Try it: Please reproduce exactly the line that contains "fn from(rejection: JsonRejection)" and every line after it through the end of the records below, adding nothing else.

[[ Information given, beginning ]]

//! HTTP error type and its JSON response body.

use axum::extract::rejection::{JsonRejection, PathRejection, QueryRejection};
use axum::http::StatusCode;
use axum::response::{IntoResponse, Response};
use axum::Json;
use db::DbError;
use serde_json::json;
use thiserror::Error;
use tracing::error;

#[derive(Debug, Error)]
pub enum ApiError {
    /// The request failed schema validation or could not be parsed.
    #[error("bad request: {0}")]
    BadRequest(String),

    #[error(transparent)]
    Db(#[from] DbError),
}

impl ApiError {
    pub fn status(&self) -> StatusCode {
        match self {
            Self::BadRequest(_) => StatusCode::BAD_REQUEST,
            Self::Db(DbError::InvalidArgument(_) | DbError::AlreadyExists(_)) => {
                StatusCode::BAD_REQUEST
            }
            Self::Db(DbError::NotFound(_)) => StatusCode::NOT_FOUND,
            Self::Db(_) => StatusCode::INTERNAL_SERVER_ERROR,
        }
    }
}

impl From<JsonRejection> for ApiError {
    fn from(rejection: JsonRejection) -> Self {
        Self::BadRequest(rejection.body_text())
    }
}

impl From<QueryRejection> for ApiError {
    fn from(rejection: QueryRejection) -> Self {
        Self::BadRequest(rejection.body_text())
    }
}

impl From<PathRejection> for ApiError {
    fn from(rejection: PathRejection) -> Self {
        Self::BadRequest(rejection.body_text())
    }
}

impl IntoResponse for ApiError {
    fn into_response(self) -> Response {
        let status = self.status();
        let message = match self {
            Self::BadRequest(message)
            | Self::Db(DbError::InvalidArgument(message))
            | Self::Db(DbError::AlreadyExists(message))
            | Self::Db(DbError::NotFound(message)) => message,
            Self::Db(e) => {
                error!("database error: {e}");
                "internal server error".to_owned()
            }
        };

        let body = json!({
            "error": {
                "message": message,
                "status": status.as_u16(),
            }
        });
        (status, Json(body)).into_response()
    }
}

pub type Result<T> = std::result::Result<T, ApiError>;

[[ Information given, end ]]

Written answer:
    fn from(rejection: JsonRejection) -> Self {
        Self::BadRequest(rejection.body_text())
    }
}

impl From<QueryRejection> for ApiError {
    fn from(rejection: QueryRejection) -> Self {
        Self::BadRequest(rejection.body_text())
    }
}

impl From<PathRejection> for ApiError {
    fn from(rejection: PathRejection) -> Self {
        Self::BadRequest(rejection.body_text())
    }
}

impl IntoResponse for ApiError {
    fn into_response(self) -> Response {
        let status = self.status();
        let message = match self {
            Self::BadRequest(message)
            | Self::Db(DbError::InvalidArgument(message))
            | Self::Db(DbError::AlreadyExists(message))
            | Self::Db(DbError::NotFound(message)) => message,
            Self::Db(e) => {
                error!("database error: {e}");
                "internal server error".to_owned()
            }
        };

        let body = json!({
            "error": {
                "message": message,
                "status": status.as_u16(),
            }
        });
        (status, Json(body)).into_response()
    }
}

pub type Result<T> = std::result::Result<T, ApiError>;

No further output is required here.